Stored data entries
::::
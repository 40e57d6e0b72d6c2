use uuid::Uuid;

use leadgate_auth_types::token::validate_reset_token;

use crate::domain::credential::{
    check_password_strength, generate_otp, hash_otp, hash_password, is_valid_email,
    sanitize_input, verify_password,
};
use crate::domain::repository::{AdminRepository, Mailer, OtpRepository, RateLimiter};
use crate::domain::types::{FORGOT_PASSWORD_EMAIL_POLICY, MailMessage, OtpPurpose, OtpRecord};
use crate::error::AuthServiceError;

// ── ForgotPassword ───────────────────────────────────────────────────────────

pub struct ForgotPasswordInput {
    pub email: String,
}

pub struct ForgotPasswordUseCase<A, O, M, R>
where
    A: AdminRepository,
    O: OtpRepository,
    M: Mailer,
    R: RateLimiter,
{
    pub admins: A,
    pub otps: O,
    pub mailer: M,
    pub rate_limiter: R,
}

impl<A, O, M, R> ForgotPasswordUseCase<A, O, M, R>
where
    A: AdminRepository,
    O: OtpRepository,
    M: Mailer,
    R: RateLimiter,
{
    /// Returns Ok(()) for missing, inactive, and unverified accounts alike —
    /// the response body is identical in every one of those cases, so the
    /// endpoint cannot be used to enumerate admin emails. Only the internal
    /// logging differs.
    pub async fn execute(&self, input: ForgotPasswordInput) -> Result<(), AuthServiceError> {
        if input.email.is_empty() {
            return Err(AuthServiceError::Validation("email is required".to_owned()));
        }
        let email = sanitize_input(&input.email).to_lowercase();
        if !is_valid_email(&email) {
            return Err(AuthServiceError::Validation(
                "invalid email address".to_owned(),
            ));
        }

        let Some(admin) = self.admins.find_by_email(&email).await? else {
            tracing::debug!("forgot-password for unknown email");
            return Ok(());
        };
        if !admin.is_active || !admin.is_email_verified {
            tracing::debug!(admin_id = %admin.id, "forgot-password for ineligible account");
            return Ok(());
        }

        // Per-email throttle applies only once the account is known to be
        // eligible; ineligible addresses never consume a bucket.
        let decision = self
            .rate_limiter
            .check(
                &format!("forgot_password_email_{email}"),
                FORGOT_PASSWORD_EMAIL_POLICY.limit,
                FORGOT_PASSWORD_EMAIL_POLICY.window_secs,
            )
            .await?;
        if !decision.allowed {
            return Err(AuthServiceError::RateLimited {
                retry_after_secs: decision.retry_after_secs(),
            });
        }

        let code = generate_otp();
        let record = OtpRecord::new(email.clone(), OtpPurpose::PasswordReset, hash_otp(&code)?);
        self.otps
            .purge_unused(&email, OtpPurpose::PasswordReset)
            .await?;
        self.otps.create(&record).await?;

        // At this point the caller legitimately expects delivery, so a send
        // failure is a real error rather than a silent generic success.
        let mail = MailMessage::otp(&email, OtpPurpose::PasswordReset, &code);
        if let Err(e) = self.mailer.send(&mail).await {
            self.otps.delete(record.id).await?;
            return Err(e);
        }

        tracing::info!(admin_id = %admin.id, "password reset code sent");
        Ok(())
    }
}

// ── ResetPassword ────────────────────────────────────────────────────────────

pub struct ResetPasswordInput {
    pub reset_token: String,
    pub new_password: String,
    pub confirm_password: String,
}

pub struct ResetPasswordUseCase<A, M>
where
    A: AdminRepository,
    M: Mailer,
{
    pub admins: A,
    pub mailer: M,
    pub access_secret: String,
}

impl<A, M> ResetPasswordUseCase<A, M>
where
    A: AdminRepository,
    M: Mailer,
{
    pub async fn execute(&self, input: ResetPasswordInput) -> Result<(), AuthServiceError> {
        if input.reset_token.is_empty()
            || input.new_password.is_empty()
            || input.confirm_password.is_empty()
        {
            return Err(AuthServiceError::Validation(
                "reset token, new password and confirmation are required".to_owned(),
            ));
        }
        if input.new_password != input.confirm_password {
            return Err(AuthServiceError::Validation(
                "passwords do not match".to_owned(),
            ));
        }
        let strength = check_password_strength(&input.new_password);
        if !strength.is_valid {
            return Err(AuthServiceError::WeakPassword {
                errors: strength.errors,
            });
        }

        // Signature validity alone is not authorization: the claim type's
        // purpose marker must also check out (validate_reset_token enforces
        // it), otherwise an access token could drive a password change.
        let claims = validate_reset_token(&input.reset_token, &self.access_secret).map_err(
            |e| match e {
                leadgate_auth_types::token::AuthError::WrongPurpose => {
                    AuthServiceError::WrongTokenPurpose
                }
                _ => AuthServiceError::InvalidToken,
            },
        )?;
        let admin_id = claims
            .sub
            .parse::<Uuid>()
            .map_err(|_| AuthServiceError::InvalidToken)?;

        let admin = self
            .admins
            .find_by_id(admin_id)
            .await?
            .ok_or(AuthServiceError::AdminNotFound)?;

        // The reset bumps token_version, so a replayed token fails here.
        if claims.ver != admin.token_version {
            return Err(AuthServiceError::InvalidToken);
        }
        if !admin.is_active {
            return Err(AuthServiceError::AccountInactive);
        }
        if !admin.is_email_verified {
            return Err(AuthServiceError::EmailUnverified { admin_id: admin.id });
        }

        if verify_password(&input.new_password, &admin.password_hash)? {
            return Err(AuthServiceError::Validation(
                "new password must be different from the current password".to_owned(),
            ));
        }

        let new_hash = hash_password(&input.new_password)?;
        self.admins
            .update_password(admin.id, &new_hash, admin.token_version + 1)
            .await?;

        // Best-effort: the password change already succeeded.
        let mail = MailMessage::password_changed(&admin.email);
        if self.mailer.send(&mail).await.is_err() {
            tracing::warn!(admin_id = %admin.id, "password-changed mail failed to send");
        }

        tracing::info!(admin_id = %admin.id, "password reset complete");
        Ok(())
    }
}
::::
■ Task
All of the entries are to be transcribed exactly.

■ Reply to the task
repository 40e57d6e0b72d6c2
use uuid::Uuid;

use leadgate_auth_types::token::validate_reset_token;

use crate::domain::credential::{
    check_password_strength, generate_otp, hash_otp, hash_password, is_valid_email,
    sanitize_input, verify_password,
};
use crate::domain::repository::{AdminRepository, Mailer, OtpRepository, RateLimiter};
use crate::domain::types::{FORGOT_PASSWORD_EMAIL_POLICY, MailMessage, OtpPurpose, OtpRecord};
use crate::error::AuthServiceError;

// ── ForgotPassword ───────────────────────────────────────────────────────────

pub struct ForgotPasswordInput {
    pub email: String,
}

pub struct ForgotPasswordUseCase<A, O, M, R>
where
    A: AdminRepository,
    O: OtpRepository,
    M: Mailer,
    R: RateLimiter,
{
    pub admins: A,
    pub otps: O,
    pub mailer: M,
    pub rate_limiter: R,
}

impl<A, O, M, R> ForgotPasswordUseCase<A, O, M, R>
where
    A: AdminRepository,
    O: OtpRepository,
    M: Mailer,
    R: RateLimiter,
{
    /// Returns Ok(()) for missing, inactive, and unverified accounts alike —
    /// the response body is identical in every one of those cases, so the
    /// endpoint cannot be used to enumerate admin emails. Only the internal
    /// logging differs.
    pub async fn execute(&self, input: ForgotPasswordInput) -> Result<(), AuthServiceError> {
        if input.email.is_empty() {
            return Err(AuthServiceError::Validation("email is required".to_owned()));
        }
        let email = sanitize_input(&input.email).to_lowercase();
        if !is_valid_email(&email) {
            return Err(AuthServiceError::Validation(
                "invalid email address".to_owned(),
            ));
        }

        let Some(admin) = self.admins.find_by_email(&email).await? else {
            tracing::debug!("forgot-password for unknown email");
            return Ok(());
        };
        if !admin.is_active || !admin.is_email_verified {
            tracing::debug!(admin_id = %admin.id, "forgot-password for ineligible account");
            return Ok(());
        }

        // Per-email throttle applies only once the account is known to be
        // eligible; ineligible addresses never consume a bucket.
        let decision = self
            .rate_limiter
            .check(
                &format!("forgot_password_email_{email}"),
                FORGOT_PASSWORD_EMAIL_POLICY.limit,
                FORGOT_PASSWORD_EMAIL_POLICY.window_secs,
            )
            .await?;
        if !decision.allowed {
            return Err(AuthServiceError::RateLimited {
                retry_after_secs: decision.retry_after_secs(),
            });
        }

        let code = generate_otp();
        let record = OtpRecord::new(email.clone(), OtpPurpose::PasswordReset, hash_otp(&code)?);
        self.otps
            .purge_unused(&email, OtpPurpose::PasswordReset)
            .await?;
        self.otps.create(&record).await?;

        // At this point the caller legitimately expects delivery, so a send
        // failure is a real error rather than a silent generic success.
        let mail = MailMessage::otp(&email, OtpPurpose::PasswordReset, &code);
        if let Err(e) = self.mailer.send(&mail).await {
            self.otps.delete(record.id).await?;
            return Err(e);
        }

        tracing::info!(admin_id = %admin.id, "password reset code sent");
        Ok(())
    }
}

// ── ResetPassword ────────────────────────────────────────────────────────────

pub struct ResetPasswordInput {
    pub reset_token: String,
    pub new_password: String,
    pub confirm_password: String,
}

pub struct ResetPasswordUseCase<A, M>
where
    A: AdminRepository,
    M: Mailer,
{
    pub admins: A,
    pub mailer: M,
    pub access_secret: String,
}

impl<A, M> ResetPasswordUseCase<A, M>
where
    A: AdminRepository,
    M: Mailer,
{
    pub async fn execute(&self, input: ResetPasswordInput) -> Result<(), AuthServiceError> {
        if input.reset_token.is_empty()
            || input.new_password.is_empty()
            || input.confirm_password.is_empty()
        {
            return Err(AuthServiceError::Validation(
                "reset token, new password and confirmation are required".to_owned(),
            ));
        }
        if input.new_password != input.confirm_password {
            return Err(AuthServiceError::Validation(
                "passwords do not match".to_owned(),
            ));
        }
        let strength = check_password_strength(&input.new_password);
        if !strength.is_valid {
            return Err(AuthServiceError::WeakPassword {
                errors: strength.errors,
            });
        }

        // Signature validity alone is not authorization: the claim type's
        // purpose marker must also check out (validate_reset_token enforces
        // it), otherwise an access token could drive a password change.
        let claims = validate_reset_token(&input.reset_token, &self.access_secret).map_err(
            |e| match e {
                leadgate_auth_types::token::AuthError::WrongPurpose => {
                    AuthServiceError::WrongTokenPurpose
                }
                _ => AuthServiceError::InvalidToken,
            },
        )?;
        let admin_id = claims
            .sub
            .parse::<Uuid>()
            .map_err(|_| AuthServiceError::InvalidToken)?;

        let admin = self
            .admins
            .find_by_id(admin_id)
            .await?
            .ok_or(AuthServiceError::AdminNotFound)?;

        // The reset bumps token_version, so a replayed token fails here.
        if claims.ver != admin.token_version {
            return Err(AuthServiceError::InvalidToken);
        }
        if !admin.is_active {
            return Err(AuthServiceError::AccountInactive);
        }
        if !admin.is_email_verified {
            return Err(AuthServiceError::EmailUnverified { admin_id: admin.id });
        }

        if verify_password(&input.new_password, &admin.password_hash)? {
            return Err(AuthServiceError::Validation(
                "new password must be different from the current password".to_owned(),
            ));
        }

        let new_hash = hash_password(&input.new_password)?;
        self.admins
            .update_password(admin.id, &new_hash, admin.token_version + 1)
            .await?;

        // Best-effort: the password change already succeeded.
        let mail = MailMessage::password_changed(&admin.email);
        if self.mailer.send(&mail).await.is_err() {
            tracing::warn!(admin_id = %admin.id, "password-changed mail failed to send");
        }

        tracing::info!(admin_id = %admin.id, "password reset complete");
        Ok(())
    }
}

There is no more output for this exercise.